Analysis

Born in Cornwall, England, in 1911, William Gerald Golding grew up to become one of the most celebrated British authors of the twentieth century. Best known for his classic novel Lord of the Flies, Golding earned a Booker Prize, a knighthood, and the 1983 Nobel Prize in Literature for his work. Written primarily in the devastating aftermath of World War II, Golding’s literary contributions are notable and unflinching examinations of mankind’s eternal struggle between order and chaos, civilization and barbarism, and good and evil.

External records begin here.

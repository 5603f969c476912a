//! Paths, query strings and payloads sent by the resource services.

use league_api::{
    http::Method,
    model::{
        competition::{CompetitionFilter, CompetitionStatus},
        match_sheet::MatchSheetValidationDto,
        matches::{MatchStatus, MatchStatusUpdateDto},
        message::{InboxFilter, RecipientFilter},
        user::Role,
    },
    validation::MatchSheetDraft,
};
use serde_json::{json, Value};
use test_utils::{builder::TestBuilder, error::TestError, fixture, transport::MockTransport};

fn last_body(transport: &MockTransport) -> Result<Value, TestError> {
    let request = transport.last_request().unwrap();
    Ok(serde_json::from_str(request.body.as_deref().unwrap_or("null"))?)
}

/// Tests that list filters are sent as query parameters.
///
/// Expected: only the set fields, percent-encoded
#[tokio::test]
async fn competition_filters_in_query() -> Result<(), TestError> {
    let test = TestBuilder::new()
        .with_json(Method::Get, "/competitions", &vec![fixture::competition::dto()])
        .build()?;

    let filter = CompetitionFilter {
        status: Some(CompetitionStatus::Registration),
        name: Some("Spring Cup".to_string()),
        ..Default::default()
    };
    let competitions = test.client.competitions().get_all(&filter).await?;

    assert_eq!(competitions, vec![fixture::competition::dto()]);
    assert_eq!(
        test.transport.calls(),
        vec!["GET /competitions?status=REGISTRATION&name=Spring+Cup"]
    );

    Ok(())
}

#[tokio::test]
async fn coach_registers_team_with_reason() -> Result<(), TestError> {
    let path = "/competitions/coach/1/team/10/register/20";
    let test = TestBuilder::new()
        .with_json(Method::Post, path, &fixture::competition::registration_request())
        .build()?;

    let request = test
        .client
        .competitions()
        .register_team(1, 10, 20, "Ready to play")
        .await?;

    assert!(request.is_pending());
    assert_eq!(
        test.transport.calls(),
        vec![format!("POST {}?reason=Ready+to+play", path)]
    );

    Ok(())
}

/// Tests endpoints answering with plain text.
///
/// Expected: Ok(()) whatever the text
#[tokio::test]
async fn plain_text_replies_are_accepted() -> Result<(), TestError> {
    let test = TestBuilder::new()
        .with_response(
            Method::Put,
            "/competitions/organizer/2/request/30",
            200,
            "Request approved",
        )
        .with_response(Method::Delete, "/teams/coach/1/team/10", 200, "Team deleted")
        .with_response(Method::Post, "/notifications/read-all", 200, "")
        .build()?;

    test.client
        .competitions()
        .process_request(2, 30, true, "Welcome")
        .await?;
    test.client.teams().delete(1, 10).await?;
    test.client.notifications().mark_all_as_read().await?;

    assert_eq!(
        test.transport.calls()[0],
        "PUT /competitions/organizer/2/request/30?approved=true&reason=Welcome"
    );

    Ok(())
}

/// Tests inbox filters and the wrapped reply shape.
///
/// Expected: role lists as repeated keys, messages unwrapped from `data`
#[tokio::test]
async fn inbox_filters_and_wrapped_reply() -> Result<(), TestError> {
    let reply = json!({"data": [fixture::message::dto(1, "Kick-off moved to 16:00")]});
    let test = TestBuilder::new()
        .with_auth_token("access")
        .with_json(Method::Get, "/messages/inbox", &reply)
        .build()?;

    let filter = InboxFilter {
        is_read: Some(false),
        sender_roles: vec![Role::Organizer, Role::Admin],
        ..Default::default()
    };
    let messages = test.client.messages().get_inbox(&filter).await?;

    assert_eq!(messages.len(), 1);
    assert_eq!(messages[0].content, "Kick-off moved to 16:00");
    assert_eq!(
        test.transport.calls(),
        vec!["GET /messages/inbox?isRead=false&senderRoles=ORGANIZER&senderRoles=ADMIN"]
    );

    Ok(())
}

#[tokio::test]
async fn empty_inbox_reply() -> Result<(), TestError> {
    let test = TestBuilder::new()
        .with_response(Method::Get, "/messages/inbox", 200, "")
        .build()?;

    let messages = test.client.messages().get_inbox(&InboxFilter::default()).await?;

    assert!(messages.is_empty());

    Ok(())
}

#[tokio::test]
async fn recipients_sorted_by_name() -> Result<(), TestError> {
    let recipients = vec![
        fixture::message::recipient(1, "zoe", "Martin"),
        fixture::message::recipient(2, "Adam", "Smith"),
    ];
    let test = TestBuilder::new()
        .with_json(Method::Get, "/messages/recipients", &recipients)
        .build()?;

    let sorted = test
        .client
        .messages()
        .get_recipients(&RecipientFilter::default())
        .await?;

    let ids: Vec<_> = sorted.iter().filter_map(|r| r.id).collect();
    assert_eq!(ids, vec![2, 1]);

    Ok(())
}

/// Tests both shapes of the unread notification count.
///
/// Expected: 3 from a bare number, 4 from an object
#[tokio::test]
async fn unread_count_shapes() -> Result<(), TestError> {
    let test = TestBuilder::new()
        .with_response(Method::Get, "/notifications/count", 200, "3")
        .with_json(Method::Get, "/notifications/count", &json!({"count": 4}))
        .build()?;

    assert_eq!(test.client.notifications().unread_count().await?, 3);
    assert_eq!(test.client.notifications().unread_count().await?, 4);

    Ok(())
}

#[tokio::test]
async fn recent_notifications_limit() -> Result<(), TestError> {
    let test = TestBuilder::new()
        .with_json(
            Method::Get,
            "/notifications/recent",
            &vec![fixture::notification::dto(1, false)],
        )
        .build()?;

    let recent = test.client.notifications().recent(5).await?;

    assert_eq!(recent.len(), 1);
    assert_eq!(test.transport.calls(), vec!["GET /notifications/recent?limit=5"]);

    Ok(())
}

/// Tests that the status change reason travels in the body.
///
/// Expected: body carries matchId, newStatus and reason
#[tokio::test]
async fn match_status_update_carries_reason() -> Result<(), TestError> {
    let test = TestBuilder::new()
        .with_json(Method::Put, "/matches/organizer/2/status", &fixture::matches::dto())
        .build()?;

    let update = MatchStatusUpdateDto {
        match_id: fixture::matches::DEFAULT_ID,
        new_status: MatchStatus::Postponed,
        date_time: None,
        reason: None,
    };
    test.client
        .matches()
        .update_status(2, &update, "Waterlogged pitch")
        .await?;

    let body = last_body(&test.transport)?;
    assert_eq!(body["matchId"], json!(fixture::matches::DEFAULT_ID));
    assert_eq!(body["newStatus"], json!("POSTPONED"));
    assert_eq!(body["reason"], json!("Waterlogged pitch"));

    Ok(())
}

/// Tests rejecting a submitted sheet.
///
/// Expected: UNVALIDATED with the organizer's comments
#[tokio::test]
async fn sheet_rejection_payload() -> Result<(), TestError> {
    let test = TestBuilder::new()
        .with_json(
            Method::Put,
            "/matches/organizer/2/validate-sheet",
            &json!({"id": 50, "status": "UNVALIDATED"}),
        )
        .build()?;

    let validation = MatchSheetValidationDto::reject(50, "Missing goalkeeper");
    let sheet = test
        .client
        .matches()
        .validate_sheet(2, &validation, None)
        .await?;

    assert_eq!(sheet.id, Some(50));
    let body = last_body(&test.transport)?;
    assert_eq!(body["isApproved"], json!(false));
    assert_eq!(body["newStatus"], json!("UNVALIDATED"));
    assert_eq!(body["comments"], json!("Missing goalkeeper"));

    Ok(())
}

/// Tests submitting a coach's match sheet built from a draft.
///
/// Expected: PUT to the coach sheet path with status SUBMITTED
#[tokio::test]
async fn coach_submits_match_sheet() -> Result<(), TestError> {
    let sheet = fixture::match_sheet::coach_sheet();
    let path = format!("/matches/coach/1/sheet/{}", fixture::match_sheet::DEFAULT_ID);
    let test = TestBuilder::new()
        .with_auth_token("access")
        .with_json(Method::Get, &path, &sheet)
        .with_json(Method::Put, &path, &sheet)
        .build()?;

    let matches = test.client.matches();
    let loaded = matches
        .get_coach_sheet(1, fixture::match_sheet::DEFAULT_ID)
        .await?;
    let draft = MatchSheetDraft::from_sheet(loaded, &[]);
    let payload = draft.to_submit_payload().unwrap();

    matches
        .update_coach_sheet(1, fixture::match_sheet::DEFAULT_ID, &payload)
        .await?;

    let body = last_body(&test.transport)?;
    assert_eq!(body["status"], json!("SUBMITTED"));
    assert_eq!(body["strategy"], json!(fixture::match_sheet::DEFAULT_STRATEGY));
    assert_eq!(body["playerParticipations"].as_array().map(Vec::len), Some(3));

    Ok(())
}

#[tokio::test]
async fn player_performance_by_competition() -> Result<(), TestError> {
    let test = TestBuilder::new()
        .with_json(Method::Get, "/players/3/performance", &json!([]))
        .build()?;

    test.client.players().get_performance(3, Some(20)).await?;
    test.client.players().get_performance(3, None).await?;

    assert_eq!(
        test.transport.calls(),
        vec![
            "GET /players/3/performance?competitionId=20",
            "GET /players/3/performance"
        ]
    );

    Ok(())
}

/// Tests that a team's standings and its coach's roster decode into typed rows.
///
/// Expected: one GET per call, rows in reply order
#[tokio::test]
async fn team_standings_and_coach_roster() -> Result<(), TestError> {
    let team = fixture::team::dto();
    let standings = vec![
        fixture::team::standing(fixture::team::DEFAULT_ID, fixture::team::DEFAULT_NAME, 12),
        fixture::team::standing(11, "Blue Tigers", 9),
    ];
    let test = TestBuilder::new()
        .with_json(Method::Get, "/teams/10/standings", &standings)
        .with_json(Method::Get, "/players/coach/1", &vec![fixture::user::player()])
        .build()?;

    let table = test.client.teams().get_standings(fixture::team::DEFAULT_ID).await?;
    assert_eq!(table.len(), 2);
    assert_eq!(table[0].team_name, team.name);
    assert_eq!(table[0].points, Some(12));

    let roster = test.client.players().get_coach_players(1).await?;
    assert_eq!(roster[0].team_id, team.id);

    assert_eq!(
        test.transport.calls(),
        vec!["GET /teams/10/standings", "GET /players/coach/1"]
    );

    Ok(())
}

/// Tests the calls behind a coach's and an organizer's public profile.
///
/// Expected: the user, the coach's teams and the organizer's competitions
#[tokio::test]
async fn public_profile_lookups() -> Result<(), TestError> {
    let test = TestBuilder::new()
        .with_json(Method::Get, "/users/1", &fixture::user::coach())
        .with_json(Method::Get, "/users/2", &fixture::user::organizer())
        .with_json(Method::Get, "/teams/coach/1", &vec![fixture::team::dto()])
        .with_json(
            Method::Get,
            "/competitions/user/2",
            &vec![fixture::competition::dto()],
        )
        .build()?;

    let coach = test.client.users().get_user(1).await?;
    assert_eq!(coach.role, Some(Role::Coach));
    let teams = test
        .client
        .teams()
        .get_by_coach(1, &Default::default())
        .await?;
    assert_eq!(teams, vec![fixture::team::dto()]);

    let organizer = test.client.users().get_user(2).await?;
    assert_eq!(organizer.role, Some(Role::Organizer));
    let competitions = test.client.competitions().get_by_user(2).await?;
    assert_eq!(competitions, vec![fixture::competition::dto()]);

    assert_eq!(
        test.transport.calls(),
        vec![
            "GET /users/1",
            "GET /teams/coach/1",
            "GET /users/2",
            "GET /competitions/user/2",
        ]
    );

    Ok(())
}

William Golding’s father was a science professor at Marlborough Grammar School, while his mother was a participant in the women’s suffrage movement. Brought up by educated parents, Golding spent part of his childhood being educated in his father’s own school. Even at a young age, Golding was interested in writing; he first attempted to write a novel at the age of twelve. Though his parents hoped that he would one day become a scientist, Golding studied science for only two years at Oxford University before switching over to English literature. Golding’s first work, a book of poetry titled Poems, was published shortly before his graduation from Oxford. After graduating in 1935, Golding spent a few years acting and directing for various theater companies. He then took a post teaching English and philosophy at Bishop Wordsworth’s School in Wiltshire. Golding’s years spent teaching young British schoolboys helped inspire his famous novel Lord of the Flies. In 1939, Golding married a chemist named Anne Brookfield, with whom he would go on to have two children. Despite his passion for teaching, Golding joined the Royal Navy shortly after the beginning of World War II.

While in the Royal Navy, Golding was involved in several battles, including the chase and sinking of the German battleship Bismarck. He was also commander of a landing ship during the...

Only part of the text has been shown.